Australia’s national carrier Qantas has been hit with a record A$90 million (£43m; $59m) fine for illegally sacking more than 1,800 ground workers during the height of the Covid-19 pandemic. The ruling, handed down by the Federal Court, marks the largest penalty ever imposed under the country’s industrial relations laws.
Justice Michael Lee, who presided over the case, said the penalty was intended to serve as “real deterrence” to other employers who might consider breaking workplace laws for financial gain. He also questioned Qantas’ corporate culture, noting the airline’s “unrelenting and aggressive” legal tactics and casting doubt on whether its public apologies reflected genuine remorse.

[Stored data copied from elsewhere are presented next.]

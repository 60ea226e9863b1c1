//! Embedding → stacked (Bi)LSTM → dropout → linear emission network shared by
//! both tagger variants.

use candle_core::Tensor;
use candle_nn::rnn::{Direction, LSTM, LSTMConfig, RNN, lstm};
use candle_nn::{Dropout, Embedding, Linear, Module, ModuleT, VarBuilder, embedding, linear};

use crate::error::Result;
use crate::model::hparams::HyperParameters;

/// One LSTM layer, optionally paired with a right-to-left twin.
#[derive(Debug, Clone)]
struct EncoderLayer {
    forward: LSTM,
    backward: Option<LSTM>,
}

impl EncoderLayer {
    fn forward(&self, xs: &Tensor) -> Result<Tensor> {
        let forward = run_lstm(&self.forward, xs)?;
        match &self.backward {
            None => Ok(forward),
            Some(backward) => {
                let reversed = reverse_time(xs)?;
                let backward = reverse_time(&run_lstm(backward, &reversed)?)?;
                Ok(Tensor::cat(&[&forward, &backward], 2)?)
            }
        }
    }
}

/// Stacked, optionally bidirectional LSTM over `[batch, seq_len, features]`.
///
/// Parameter names follow the `weight_ih_l{k}[_reverse]` convention.
#[derive(Debug, Clone)]
pub struct RecurrentEncoder {
    layers: Vec<EncoderLayer>,
    dropout: f32,
}

impl RecurrentEncoder {
    pub fn new(
        input_dim: usize,
        hidden_dim: usize,
        num_layers: usize,
        bidirectional: bool,
        dropout: f32,
        vb: VarBuilder,
    ) -> Result<Self> {
        let directions = if bidirectional { 2 } else { 1 };
        let mut layers = Vec::with_capacity(num_layers);

        for layer_idx in 0..num_layers {
            let in_dim = if layer_idx == 0 {
                input_dim
            } else {
                hidden_dim * directions
            };
            let forward = lstm(
                in_dim,
                hidden_dim,
                LSTMConfig {
                    layer_idx,
                    ..Default::default()
                },
                vb.clone(),
            )?;
            let backward = if bidirectional {
                Some(lstm(
                    in_dim,
                    hidden_dim,
                    LSTMConfig {
                        layer_idx,
                        direction: Direction::Backward,
                        ..Default::default()
                    },
                    vb.clone(),
                )?)
            } else {
                None
            };
            layers.push(EncoderLayer { forward, backward });
        }

        // Between-layer dropout only makes sense with more than one layer.
        let dropout = if num_layers > 1 { dropout } else { 0.0 };
        Ok(Self { layers, dropout })
    }

    pub fn forward_t(&self, xs: &Tensor, train: bool) -> Result<Tensor> {
        let mut hidden = xs.clone();
        for (idx, layer) in self.layers.iter().enumerate() {
            if idx > 0 && train && self.dropout > 0.0 {
                hidden = candle_nn::ops::dropout(&hidden, self.dropout)?;
            }
            hidden = layer.forward(&hidden)?;
        }
        Ok(hidden)
    }
}

fn run_lstm(lstm: &LSTM, xs: &Tensor) -> Result<Tensor> {
    let states = lstm.seq(xs)?;
    Ok(lstm.states_to_tensor(&states)?)
}

/// Reverse the time axis (dim 1).
fn reverse_time(xs: &Tensor) -> Result<Tensor> {
    let seq_len = xs.dim(1)?;
    let order: Vec<u32> = (0..seq_len as u32).rev().collect();
    let order = Tensor::from_vec(order, seq_len, xs.device())?;
    Ok(xs.index_select(&order, 1)?)
}

/// Per-token class scores from token ids.
#[derive(Debug, Clone)]
pub struct EmissionNetwork {
    word_embedding: Embedding,
    encoder: RecurrentEncoder,
    dropout: Dropout,
    classifier: Linear,
}

impl EmissionNetwork {
    /// Parameter name of the embedding table inside the model's `VarMap`.
    pub const EMBEDDING_WEIGHT: &'static str = "word_embedding.weight";

    pub fn new(hparams: &HyperParameters, vb: VarBuilder) -> Result<Self> {
        let word_embedding = embedding(
            hparams.vocab_size,
            hparams.embedding_dim,
            vb.pp("word_embedding"),
        )?;
        let encoder = RecurrentEncoder::new(
            hparams.embedding_dim,
            hparams.hidden_dim,
            hparams.num_layers,
            hparams.bidirectional,
            hparams.dropout,
            vb.pp("lstm"),
        )?;
        let classifier = linear(
            hparams.lstm_output_dim(),
            hparams.num_classes,
            vb.pp("classifier"),
        )?;

        Ok(Self {
            word_embedding,
            encoder,
            dropout: Dropout::new(hparams.dropout),
            classifier,
        })
    }

    /// `[batch, seq_len]` ids → `[batch, seq_len, num_classes]` logits.
    pub fn forward(&self, inputs: &Tensor, train: bool) -> Result<Tensor> {
        let embeddings = self.word_embedding.forward(inputs)?;
        let encoded = self.encoder.forward_t(&embeddings, train)?;
        let encoded = self.dropout.forward_t(&encoded, train)?;
        Ok(self.classifier.forward(&encoded)?)
    }
}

The case stems from Qantas’ decision in 2020 to outsource its ground operations staff, including baggage handlers and cleaners, at a time when the aviation industry was severely disrupted by global travel restrictions. The airline had argued the move was necessary to cut costs, but unions accused the company of deliberately undermining workers’ rights.
The Transport Workers’ Union (TWU), which brought the lawsuit, welcomed the outcome. In a statement, the union described the ruling as the “end of a David and Goliath five-year battle” and a moment of justice for workers who had devoted their careers to the airline.
Of the total penalty, A$50 million will be paid directly to the TWU. This comes on top of A$120 million in compensation that Qantas agreed earlier this year to pay former employees after losing multiple appeals.
Qantas, in its response, said it accepted the judgment and would not contest the fine. “We sincerely apologise to each and every one of the 1,820 ground handling employees and to their families who suffered as a result,” said Vanessa Hudson, chief executive of Qantas Group. She acknowledged that the decision to outsource “caused genuine hardship” but insisted it had been made during an unprecedented crisis for the industry.
Despite the scale of the fine, some legal experts cautioned that the penalty may not go far enough. Dan Trindade, an employment law specialist at Clayton Utz, noted that Qantas may still have saved more money by outsourcing its workforce than it will lose from paying the penalties. “If it’s not seen as sufficient deterrence, the government may face calls to increase penalties,” he said.
The ruling is the latest in a string of scandals to hit the airline. Last year, Qantas was ordered to pay A$100 million after selling tickets for thousands of flights it had already cancelled.
For many observers, the landmark judgment not only underscores the rights of workers during times of crisis but also signals a broader warning to corporations that cost-cutting at the expense of lawful conduct will carry heavy consequences.